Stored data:
******
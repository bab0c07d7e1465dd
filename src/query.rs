//! Query input
//!
//! Validated search queries built from command-line arguments or lines
//! typed into a browse session.

use serde::Serialize;

use crate::config::query::{MAX_LIMIT, MIN_LIMIT};
use crate::error::ExploreError;

/// One submitted search
#[derive(Debug, Clone, PartialEq, Eq, Serialize)]
pub struct SearchQuery {
    text: String,
    images_only: bool,
    limit: u8,
}

impl SearchQuery {
    /// Build a query, trimming the text and checking the limit
    pub fn new(text: &str, images_only: bool, limit: u8) -> Result<Self, ExploreError> {
        let text = text.trim();
        if text.is_empty() {
            return Err(ExploreError::InvalidQuery(
                "search text must not be empty".to_string(),
            ));
        }

        Ok(Self {
            text: text.to_string(),
            images_only,
            limit: validate_limit(limit)?,
        })
    }

    pub fn text(&self) -> &str {
        &self.text
    }

    pub fn images_only(&self) -> bool {
        self.images_only
    }

    pub fn limit(&self) -> usize {
        usize::from(self.limit)
    }
}

/// Check a result limit against the allowed range
pub fn validate_limit(limit: u8) -> Result<u8, ExploreError> {
    if (MIN_LIMIT..=MAX_LIMIT).contains(&limit) {
        Ok(limit)
    } else {
        Err(ExploreError::InvalidQuery(format!(
            "limit must be between {} and {}, got {}",
            MIN_LIMIT, MAX_LIMIT, limit
        )))
    }
}

#[cfg(test)]
mod tests {
    use super::*;

    #[test]
    fn test_text_is_trimmed() {
        let query = SearchQuery::new("  van gogh ", true, 6).unwrap();
        assert_eq!(query.text(), "van gogh");
        assert!(query.images_only());
        assert_eq!(query.limit(), 6);
    }

    #[test]
    fn test_blank_text_rejected() {
        assert!(matches!(
            SearchQuery::new("   ", true, 6),
            Err(ExploreError::InvalidQuery(_))
        ));
    }

    #[test]
    fn test_limit_bounds() {
        assert!(SearchQuery::new("flower", false, 1).is_ok());
        assert!(SearchQuery::new("flower", false, 12).is_ok());
        assert!(SearchQuery::new("flower", false, 0).is_err());
        assert!(SearchQuery::new("flower", false, 13).is_err());
    }
}
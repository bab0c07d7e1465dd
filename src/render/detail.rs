//! Single artwork detail view

use serde::Serialize;

use crate::collection::{ArtworkRecord, CollectionApi};
use crate::config::defaults;
use crate::error::ExploreError;
use crate::log_info;
use crate::utils::non_empty;

const MODULE: &str = "render::detail";

/// Full display of one artwork, including fields the grid leaves out
#[derive(Debug, Clone, PartialEq, Eq, Serialize)]
pub struct DetailView {
    pub object_id: u64,
    pub title: String,
    /// Full-size image, falling back to the small one
    pub image_url: Option<String>,
    pub artist: String,
    pub date: String,
    pub medium: String,
    pub dimensions: String,
    pub object_url: Option<String>,
}

impl DetailView {
    pub fn from_record(record: &ArtworkRecord) -> Self {
        let or_na = |value: &Option<String>| {
            non_empty(value.as_deref())
                .unwrap_or(defaults::NOT_AVAILABLE)
                .to_string()
        };

        Self {
            object_id: record.id,
            title: non_empty(record.title.as_deref())
                .unwrap_or(defaults::TITLE)
                .to_string(),
            image_url: non_empty(record.primary_image.as_deref())
                .or_else(|| non_empty(record.primary_image_small.as_deref()))
                .map(str::to_string),
            artist: non_empty(record.artist_display_name.as_deref())
                .unwrap_or(defaults::ARTIST)
                .to_string(),
            date: or_na(&record.object_date),
            medium: or_na(&record.medium),
            dimensions: or_na(&record.dimensions),
            object_url: non_empty(record.object_url.as_deref()).map(str::to_string),
        }
    }
}

/// Fetch (or reuse the memoized) record and build its detail view
///
/// A failed fetch is fatal to this view only.
pub async fn build_detail_view<A>(api: &A, id: u64) -> Result<DetailView, ExploreError>
where
    A: CollectionApi + ?Sized,
{
    let record = api
        .get_object(id)
        .await
        .map_err(|source| ExploreError::FetchFailure { id, source })?;

    log_info!(MODULE, "Showing details for object {}", id);
    Ok(DetailView::from_record(&record))
}
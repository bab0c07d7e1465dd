//! User settings persistence
//!
//! Loads user preferences from `settings.json` and layers environment and
//! command-line overrides on top of them.

use std::fs;
use std::path::{Path, PathBuf};

use serde::{Deserialize, Serialize};

use crate::error::ExploreError;
use crate::utils::get_config_dir;
use crate::{log_debug, log_info, log_warn};

use super::{app, files, http, query, urls};

const MODULE: &str = "config::settings";

/// What the grid does with an item whose record could not be fetched
#[derive(
    Debug, Clone, Copy, Default, PartialEq, Eq, Serialize, Deserialize, clap::ValueEnum,
)]
#[serde(rename_all = "lowercase")]
pub enum FetchFailurePolicy {
    /// Drop the item from the grid without telling the user
    #[default]
    Skip,
    /// Keep the grid position and show the error in it
    Placeholder,
}

/// Default values for settings
fn default_base_url() -> String {
    urls::COLLECTION_API_BASE.to_string()
}

fn default_timeout_secs() -> u64 {
    http::SHORT_TIMEOUT_SECS
}

fn default_limit() -> u8 {
    query::DEFAULT_LIMIT
}

fn default_images_only() -> bool {
    true
}

/// Effective application settings
#[derive(Debug, Clone, PartialEq, Eq, Serialize, Deserialize)]
#[serde(default)]
pub struct Settings {
    pub base_url: String,
    pub timeout_secs: u64,
    pub default_limit: u8,
    pub images_only: bool,
    pub on_fetch_error: FetchFailurePolicy,
    pub developer_mode: bool,
}

impl Default for Settings {
    fn default() -> Self {
        Self {
            base_url: default_base_url(),
            timeout_secs: default_timeout_secs(),
            default_limit: default_limit(),
            images_only: default_images_only(),
            on_fetch_error: FetchFailurePolicy::default(),
            developer_mode: false,
        }
    }
}

/// Values given on the command line or through the environment
#[derive(Debug, Clone, Default)]
pub struct SettingsOverrides {
    pub base_url: Option<String>,
    pub timeout_secs: Option<u64>,
    pub on_fetch_error: Option<FetchFailurePolicy>,
    pub verbose: bool,
}

impl Settings {
    /// Location of the settings file in the user config directory
    pub fn default_path() -> PathBuf {
        get_config_dir(app::NAME).join(files::SETTINGS)
    }

    /// Load settings from an explicit file, or from the default location
    ///
    /// A missing or broken default file falls back to built-in defaults.
    /// An explicit file that cannot be loaded is an error.
    pub fn load(explicit: Option<&Path>) -> Result<Self, ExploreError> {
        if let Some(path) = explicit {
            return Self::load_from(path);
        }

        let path = Self::default_path();
        if !path.exists() {
            log_debug!(MODULE, "No settings file at {}, using defaults", path.display());
            return Ok(Self::default());
        }

        match Self::load_from(&path) {
            Ok(settings) => Ok(settings),
            Err(e) => {
                log_warn!(MODULE, "Ignoring settings file: {}. Using defaults.", e);
                Ok(Self::default())
            }
        }
    }

    /// Read and validate a settings file
    pub fn load_from(path: &Path) -> Result<Self, ExploreError> {
        let content = fs::read_to_string(path).map_err(|e| {
            ExploreError::Settings(format!("Failed to read {}: {}", path.display(), e))
        })?;

        let settings: Settings = serde_json::from_str(&content).map_err(|e| {
            ExploreError::Settings(format!("Failed to parse {}: {}", path.display(), e))
        })?;

        log_info!(MODULE, "Loaded settings from {}", path.display());
        settings.validated()
    }

    /// Apply command-line and environment overrides
    pub fn with_overrides(mut self, overrides: &SettingsOverrides) -> Result<Self, ExploreError> {
        if let Some(ref base_url) = overrides.base_url {
            self.base_url = base_url.clone();
        }
        if let Some(timeout) = overrides.timeout_secs {
            self.timeout_secs = timeout;
        }
        if let Some(policy) = overrides.on_fetch_error {
            self.on_fetch_error = policy;
        }
        if overrides.verbose {
            self.developer_mode = true;
        }
        self.validated()
    }

    fn validated(mut self) -> Result<Self, ExploreError> {
        let trimmed = self.base_url.trim().trim_end_matches('/');
        if trimmed.is_empty() {
            return Err(ExploreError::Settings("base_url must not be empty".to_string()));
        }
        self.base_url = trimmed.to_string();

        if self.timeout_secs == 0 {
            return Err(ExploreError::Settings(
                "timeout_secs must be greater than zero".to_string(),
            ));
        }

        if !(query::MIN_LIMIT..=query::MAX_LIMIT).contains(&self.default_limit) {
            return Err(ExploreError::Settings(format!(
                "default_limit must be between {} and {}, got {}",
                query::MIN_LIMIT,
                query::MAX_LIMIT,
                self.default_limit
            )));
        }

        Ok(self)
    }
}
//! Result rendering module
//!
//! Turns search results and fetched records into grid and detail views,
//! then formats those views as terminal text.

mod detail;
mod grid;
mod text;

pub use detail::{build_detail_view, DetailView};
pub use grid::{build_search_page, ArtworkCard, CellContent, GridCell, SearchPage};
pub use text::{render_detail, render_search_page};
//! Commands module
//!
//! Interaction handlers organized by responsibility: one-shot search,
//! single-object inspection, and the interactive browse session.

pub mod browse;
pub mod inspect;
pub mod search;

use std::io::Write;

use serde::Serialize;

use crate::error::ExploreError;

/// How views are written to the output
#[derive(Debug, Clone, Copy, PartialEq, Eq)]
pub enum OutputFormat {
    Text,
    Json,
}

/// Write a value as a pretty JSON document followed by a newline
fn write_json<W: Write, T: Serialize + ?Sized>(out: &mut W, value: &T) -> Result<(), ExploreError> {
    serde_json::to_writer_pretty(&mut *out, value)?;
    writeln!(out)?;
    Ok(())
}
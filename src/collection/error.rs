//! Error types for the collection API client.

use thiserror::Error;

/// Errors that can occur when calling the collection API.
#[derive(Debug, Error)]
pub enum RequestError {
    /// The HTTP client could not be built.
    #[error("Failed to create HTTP client: {0}")]
    Client(#[source] reqwest::Error),

    /// Network-level error during HTTP communication.
    #[error("Network error: {0}")]
    Network(#[source] reqwest::Error),

    /// The per-call deadline elapsed.
    #[error("Request timed out")]
    Timeout,

    /// The API answered with a non-2xx status.
    #[error("HTTP {status} from {url}")]
    Status { status: u16, url: String },

    /// The body could not be read or decoded.
    #[error("Invalid response: {0}")]
    InvalidResponse(String),
}

impl RequestError {
    /// Classify an error raised while sending a request
    pub fn from_send(e: reqwest::Error) -> Self {
        if e.is_timeout() {
            RequestError::Timeout
        } else {
            RequestError::Network(e)
        }
    }
}
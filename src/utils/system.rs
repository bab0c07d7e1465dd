//! Platform paths
//!
//! Resolves per-user cache and config directories for the application.

use std::path::PathBuf;

/// Get the cache directory for the application
pub fn get_cache_dir(app_name: &str) -> PathBuf {
    dirs::cache_dir()
        .or_else(dirs::data_local_dir)
        .unwrap_or_else(std::env::temp_dir)
        .join(app_name)
}

/// Get the config directory for the application
pub fn get_config_dir(app_name: &str) -> PathBuf {
    dirs::config_dir()
        .or_else(dirs::home_dir)
        .unwrap_or_else(std::env::temp_dir)
        .join(app_name)
}
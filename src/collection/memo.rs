//! Per-process memoization of API calls
//!
//! An explicit table from (call, arguments) to the successful result.
//! Entries are written once and never evicted; failures are not stored.

use std::collections::HashMap;
use std::sync::Mutex;

use super::models::{ArtworkRecord, ObjectSummary};

/// Identity of one outbound call
#[derive(Debug, Clone, PartialEq, Eq, Hash)]
pub enum CallKey {
    Search { term: String, images_only: bool },
    Object { id: u64 },
}

/// A stored successful response
#[derive(Debug, Clone)]
pub enum CachedResponse {
    Search(ObjectSummary),
    Object(ArtworkRecord),
}

/// Memoization table shared by every call made through one client
#[derive(Debug, Default)]
pub struct ResponseCache {
    entries: Mutex<HashMap<CallKey, CachedResponse>>,
}

impl ResponseCache {
    pub fn new() -> Self {
        Self::default()
    }

    pub fn get(&self, key: &CallKey) -> Option<CachedResponse> {
        self.entries.lock().ok()?.get(key).cloned()
    }

    pub fn insert(&self, key: CallKey, response: CachedResponse) {
        if let Ok(mut entries) = self.entries.lock() {
            entries.entry(key).or_insert(response);
        }
    }

    pub fn len(&self) -> usize {
        self.entries.lock().map(|e| e.len()).unwrap_or(0)
    }

    /// Cached search result for the given arguments
    pub fn search(&self, term: &str, images_only: bool) -> Option<ObjectSummary> {
        let key = CallKey::Search {
            term: term.to_string(),
            images_only,
        };
        match self.get(&key)? {
            CachedResponse::Search(summary) => Some(summary),
            CachedResponse::Object(_) => None,
        }
    }

    /// Cached record for the given identifier
    pub fn object(&self, id: u64) -> Option<ArtworkRecord> {
        match self.get(&CallKey::Object { id })? {
            CachedResponse::Object(record) => Some(record),
            CachedResponse::Search(_) => None,
        }
    }
}
//! Application configuration and constants
//!
//! Centralizes hard-coded values and URLs. User-facing settings layered on
//! top of these live in the `settings` submodule.

mod settings;

pub use settings::{FetchFailurePolicy, Settings, SettingsOverrides};

/// Application metadata
pub mod app {
    /// Application name used for cache and config directories
    pub const NAME: &str = "met-explorer";

    /// Application display name
    pub const DISPLAY_NAME: &str = "Met Explorer";

    /// User agent for HTTP requests
    pub const USER_AGENT: &str = "Met-Explorer/1.0";
}

/// API endpoints and URLs
pub mod urls {
    /// Met Collection API base (search and objects endpoints hang off it)
    pub const COLLECTION_API_BASE: &str =
        "https://collectionapi.metmuseum.org/public/collection/v1";

    /// Public landing page for the API, shown in the browse banner
    pub const COLLECTION_API_HOME: &str = "https://collectionapi.metmuseum.org";
}

/// HTTP client settings
pub mod http {
    /// Per-call deadline in seconds, used for both connect and total time
    pub const SHORT_TIMEOUT_SECS: u64 = 10;

    /// Maximum redirects followed per request
    pub const MAX_REDIRECTS: usize = 10;
}

/// Query limits
pub mod query {
    /// Smallest number of results a query may show
    pub const MIN_LIMIT: u8 = 1;

    /// Largest number of results a query may show
    pub const MAX_LIMIT: u8 = 12;

    /// Number of results shown when nothing else is configured
    pub const DEFAULT_LIMIT: u8 = 6;
}

/// Grid rendering settings
pub mod grid {
    /// Fixed number of grid columns
    pub const COLUMNS: usize = 3;

    /// Width of one rendered column in characters
    pub const CELL_WIDTH: usize = 34;

    /// Gap between rendered columns
    pub const COLUMN_GAP: &str = "  ";
}

/// Settings file settings
pub mod files {
    /// Settings file name inside the config directory
    pub const SETTINGS: &str = "settings.json";

    /// Number of log files kept in the log directory
    pub const KEEP_LOG_FILES: usize = 10;
}

/// Render-time defaults for missing record fields
pub mod defaults {
    pub const TITLE: &str = "Untitled";
    pub const ARTIST: &str = "Unknown";
    pub const NOT_AVAILABLE: &str = "N/A";
    pub const NO_IMAGE: &str = "No image available";
}
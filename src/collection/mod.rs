//! Collection API module
//!
//! Typed access to the Met Collection API search and object endpoints.

mod client;
mod error;
#[cfg(test)]
pub mod fake;
mod memo;
mod models;

pub use client::MetClient;
pub use error::RequestError;
pub use models::{ArtworkRecord, ObjectSummary};

use async_trait::async_trait;

/// Read-only operations the renderer needs from a collection backend
#[async_trait]
pub trait CollectionApi: Send + Sync {
    /// Find identifiers matching a free-text term
    ///
    /// `images_only` is passed through to the backend unchanged.
    async fn search(&self, term: &str, images_only: bool) -> Result<ObjectSummary, RequestError>;

    /// Fetch the metadata record for one identifier
    async fn get_object(&self, id: u64) -> Result<ArtworkRecord, RequestError>;
}
//! Interactive browse session
//!
//! Reads one command per line and runs one interaction per search. Every
//! interaction shares the same client, so repeated calls are answered from
//! its memoization cache.

use std::io::Write;

use tokio::io::{AsyncBufRead, AsyncBufReadExt};

use crate::collection::CollectionApi;
use crate::config::{self, FetchFailurePolicy, Settings};
use crate::error::ExploreError;
use crate::query::{validate_limit, SearchQuery};
use crate::render::{build_detail_view, build_search_page, render_search_page};
use crate::{log_info, log_warn};

use super::inspect::write_detail;
use super::OutputFormat;

const MODULE: &str = "commands::browse";

const START_HINT: &str = "Type a search term to start (e.g., 'flower', 'van gogh').";

const HELP: &str = "\
Commands:
  <text> | search <text>   search the collection
                           (use 'search <text>' when the text starts
                           with a command word, e.g. 'search limit')
  limit <1-12>             how many results to show
  images on|off            only show objects with images
  inspect <id>             show one of the listed objects in detail
  help                     show this help
  quit | exit              leave";

/// One parsed input line
#[derive(Debug, Clone, PartialEq, Eq)]
pub enum BrowseCommand {
    Blank,
    Search(String),
    Limit(u8),
    Images(bool),
    Inspect(u64),
    Help,
    Quit,
}

/// Parse a line typed into the session
pub fn parse_command(line: &str) -> Result<BrowseCommand, ExploreError> {
    let line = line.trim();
    if line.is_empty() {
        return Ok(BrowseCommand::Blank);
    }

    let (word, rest) = match line.split_once(char::is_whitespace) {
        Some((word, rest)) => (word, rest.trim()),
        None => (line, ""),
    };

    match word.to_lowercase().as_str() {
        "quit" | "exit" if rest.is_empty() => Ok(BrowseCommand::Quit),
        "help" if rest.is_empty() => Ok(BrowseCommand::Help),
        "search" => {
            if rest.is_empty() {
                Err(ExploreError::InvalidQuery(
                    "search text must not be empty".to_string(),
                ))
            } else {
                Ok(BrowseCommand::Search(rest.to_string()))
            }
        }
        "limit" => match rest.parse::<u64>() {
            Ok(n) => {
                let limit = u8::try_from(n).unwrap_or(u8::MAX);
                validate_limit(limit)
                    .map(BrowseCommand::Limit)
                    .map_err(|_| out_of_range(n))
            }
            Err(_) => Ok(BrowseCommand::Search(line.to_string())),
        },
        "images" => match rest.to_lowercase().as_str() {
            "on" | "true" | "yes" => Ok(BrowseCommand::Images(true)),
            "off" | "false" | "no" => Ok(BrowseCommand::Images(false)),
            _ => Ok(BrowseCommand::Search(line.to_string())),
        },
        "inspect" => Ok(rest
            .parse::<u64>()
            .map(BrowseCommand::Inspect)
            .unwrap_or_else(|_| BrowseCommand::Search(line.to_string()))),
        _ => Ok(BrowseCommand::Search(line.to_string())),
    }
}

fn out_of_range(limit: u64) -> ExploreError {
    ExploreError::InvalidQuery(format!(
        "limit must be between {} and {}, got {}",
        config::query::MIN_LIMIT,
        config::query::MAX_LIMIT,
        limit
    ))
}

/// Options that persist between interactions
#[derive(Debug, Clone)]
pub struct BrowseSession {
    pub limit: u8,
    pub images_only: bool,
    pub policy: FetchFailurePolicy,
    /// Identifiers shown by the last search, offered for inspection
    pub last_ids: Vec<u64>,
}

impl BrowseSession {
    pub fn from_settings(settings: &Settings) -> Self {
        Self {
            limit: settings.default_limit,
            images_only: settings.images_only,
            policy: settings.on_fetch_error,
            last_ids: Vec::new(),
        }
    }

    /// Run one command; returns false when the session should end
    ///
    /// Interaction errors are written to `out` and the session goes on.
    /// Only I/O failures are returned.
    pub async fn handle<A, W>(
        &mut self,
        api: &A,
        command: BrowseCommand,
        out: &mut W,
    ) -> Result<bool, ExploreError>
    where
        A: CollectionApi + ?Sized,
        W: Write,
    {
        match self.interact(api, command, out).await {
            Ok(keep_going) => Ok(keep_going),
            Err(e @ ExploreError::Io(_)) => Err(e),
            Err(e) => {
                log_warn!(MODULE, "{}", e);
                writeln!(out, "Error: {}", e)?;
                Ok(true)
            }
        }
    }

    async fn interact<A, W>(
        &mut self,
        api: &A,
        command: BrowseCommand,
        out: &mut W,
    ) -> Result<bool, ExploreError>
    where
        A: CollectionApi + ?Sized,
        W: Write,
    {
        match command {
            BrowseCommand::Quit => return Ok(false),
            BrowseCommand::Blank => writeln!(out, "{}", START_HINT)?,
            BrowseCommand::Help => writeln!(out, "{}", HELP)?,
            BrowseCommand::Limit(limit) => {
                self.limit = limit;
                writeln!(out, "Showing up to {} results", limit)?;
            }
            BrowseCommand::Images(images_only) => {
                self.images_only = images_only;
                writeln!(
                    out,
                    "Only with images: {}",
                    if images_only { "on" } else { "off" }
                )?;
            }
            BrowseCommand::Search(text) => {
                let query = SearchQuery::new(&text, self.images_only, self.limit)?;
                self.last_ids.clear();
                let page = build_search_page(api, &query, self.policy).await?;
                self.last_ids = page.object_ids().to_vec();
                out.write_all(render_search_page(&page).as_bytes())?;
                if !self.last_ids.is_empty() {
                    writeln!(out, "Use 'inspect <id>' to see one of these in detail.")?;
                }
            }
            BrowseCommand::Inspect(id) => {
                if !self.last_ids.contains(&id) {
                    return Err(ExploreError::InvalidSelection(id));
                }
                let view = build_detail_view(api, id).await?;
                write_detail(&view, OutputFormat::Text, out)?;
            }
        }
        Ok(true)
    }
}

/// Run the session until `quit` or end of input
pub async fn run_browse<A, R, W>(
    api: &A,
    settings: &Settings,
    input: R,
    out: &mut W,
) -> Result<(), ExploreError>
where
    A: CollectionApi + ?Sized,
    R: AsyncBufRead + Unpin,
    W: Write,
{
    let mut session = BrowseSession::from_settings(settings);
    log_info!(
        MODULE,
        "Browse session started (limit: {}, images_only: {})",
        session.limit,
        session.images_only
    );

    writeln!(
        out,
        "{} - built with the MET Collection API: {}",
        config::app::DISPLAY_NAME,
        config::urls::COLLECTION_API_HOME
    )?;
    writeln!(out, "{}", START_HINT)?;

    let mut lines = input.lines();
    loop {
        write!(out, "> ")?;
        out.flush()?;

        let Some(line) = lines.next_line().await? else {
            break;
        };

        let keep_going = match parse_command(&line) {
            Ok(command) => session.handle(api, command, out).await?,
            Err(e) => {
                writeln!(out, "Error: {}", e)?;
                true
            }
        };
        if !keep_going {
            break;
        }
    }

    log_info!(MODULE, "Browse session ended");
    Ok(())
}

#[cfg(test)]
mod tests {
    use super::*;
    use crate::collection::fake::FakeCollection;

    #[test]
    fn test_parse_commands() {
        assert_eq!(parse_command("   ").unwrap(), BrowseCommand::Blank);
        assert_eq!(parse_command("quit").unwrap(), BrowseCommand::Quit);
        assert_eq!(parse_command("EXIT").unwrap(), BrowseCommand::Quit);
        assert_eq!(parse_command("limit 12").unwrap(), BrowseCommand::Limit(12));
        assert_eq!(parse_command("images off").unwrap(), BrowseCommand::Images(false));
        assert_eq!(parse_command("inspect 436535").unwrap(), BrowseCommand::Inspect(436535));
        assert_eq!(
            parse_command("search exit strategy").unwrap(),
            BrowseCommand::Search("exit strategy".to_string())
        );
        assert_eq!(
            parse_command("van gogh").unwrap(),
            BrowseCommand::Search("van gogh".to_string())
        );
    }

    #[test]
    fn test_parse_rejects_bad_arguments() {
        assert!(parse_command("limit 0").is_err());
        assert!(parse_command("limit 13").is_err());
        assert!(parse_command("limit 300").is_err());
        assert!(parse_command("search").is_err());
    }

    #[test]
    fn test_command_word_with_free_text_is_a_search() {
        assert_eq!(
            parse_command("images of war").unwrap(),
            BrowseCommand::Search("images of war".to_string())
        );
        assert_eq!(
            parse_command("limit of the known world").unwrap(),
            BrowseCommand::Search("limit of the known world".to_string())
        );
        assert_eq!(
            parse_command("inspect the canvas").unwrap(),
            BrowseCommand::Search("inspect the canvas".to_string())
        );
        assert_eq!(
            parse_command("images").unwrap(),
            BrowseCommand::Search("images".to_string())
        );
    }

    #[tokio::test]
    async fn test_session_search_then_inspect() {
        let api = FakeCollection::new()
            .with_search("flower", 2, vec![1, 2])
            .with_titled(&[1, 2]);
        let input: &[u8] = b"limit 3\nimages off\nflower\ninspect 2\nquit\nflower\n";

        let mut out = Vec::new();
        run_browse(&api, &Settings::default(), input, &mut out)
            .await
            .unwrap();

        let text = String::from_utf8(out).unwrap();
        assert!(text.contains("Showing up to 3 results"));
        assert!(text.contains("Found 2 results for \"flower\" (showing up to 3)"));
        assert!(text.contains("Artwork 2\n========="));
        assert_eq!(
            api.calls(),
            vec![
                "search:flower:false".to_string(),
                "object:1".to_string(),
                "object:2".to_string(),
                "object:2".to_string(),
            ]
        );
    }

    #[tokio::test]
    async fn test_session_survives_errors() {
        let api = FakeCollection::new().failing_search();
        let input: &[u8] = b"flower\ninspect 5\nlimit 40\n\n";

        let mut out = Vec::new();
        run_browse(&api, &Settings::default(), input, &mut out)
            .await
            .unwrap();

        let text = String::from_utf8(out).unwrap();
        assert!(text.contains("Error: Search failed"));
        assert!(text.contains("Error: Object 5 is not among the displayed results"));
        assert!(text.contains("Error: Invalid query: limit must be between 1 and 12, got 40"));
        assert!(text.matches(START_HINT).count() >= 2);
    }

    #[tokio::test]
    async fn test_empty_search_clears_inspectable_ids() {
        let api = FakeCollection::new()
            .with_search("flower", 1, vec![1])
            .with_search("qwxz", 0, vec![])
            .with_titled(&[1]);
        let mut session = BrowseSession::from_settings(&Settings::default());

        let mut out = Vec::new();
        session
            .handle(&api, BrowseCommand::Search("flower".to_string()), &mut out)
            .await
            .unwrap();
        assert_eq!(session.last_ids, vec![1]);

        session
            .handle(&api, BrowseCommand::Search("qwxz".to_string()), &mut out)
            .await
            .unwrap();
        assert!(session.last_ids.is_empty());
        assert!(String::from_utf8(out).unwrap().contains("No object IDs returned"));
    }
}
******
The expected output is the exact run of lines from the start of the entries through the line with "pub struct SearchQuery", inclusive.

Exercise output
repository bab0c07d7e1465dd
filename src/query.rs
//! Query input
//!
//! Validated search queries built from command-line arguments or lines
//! typed into a browse session.

use serde::Serialize;

use crate::config::query::{MAX_LIMIT, MIN_LIMIT};
use crate::error::ExploreError;

/// One submitted search
#[derive(Debug, Clone, PartialEq, Eq, Serialize)]
pub struct SearchQuery {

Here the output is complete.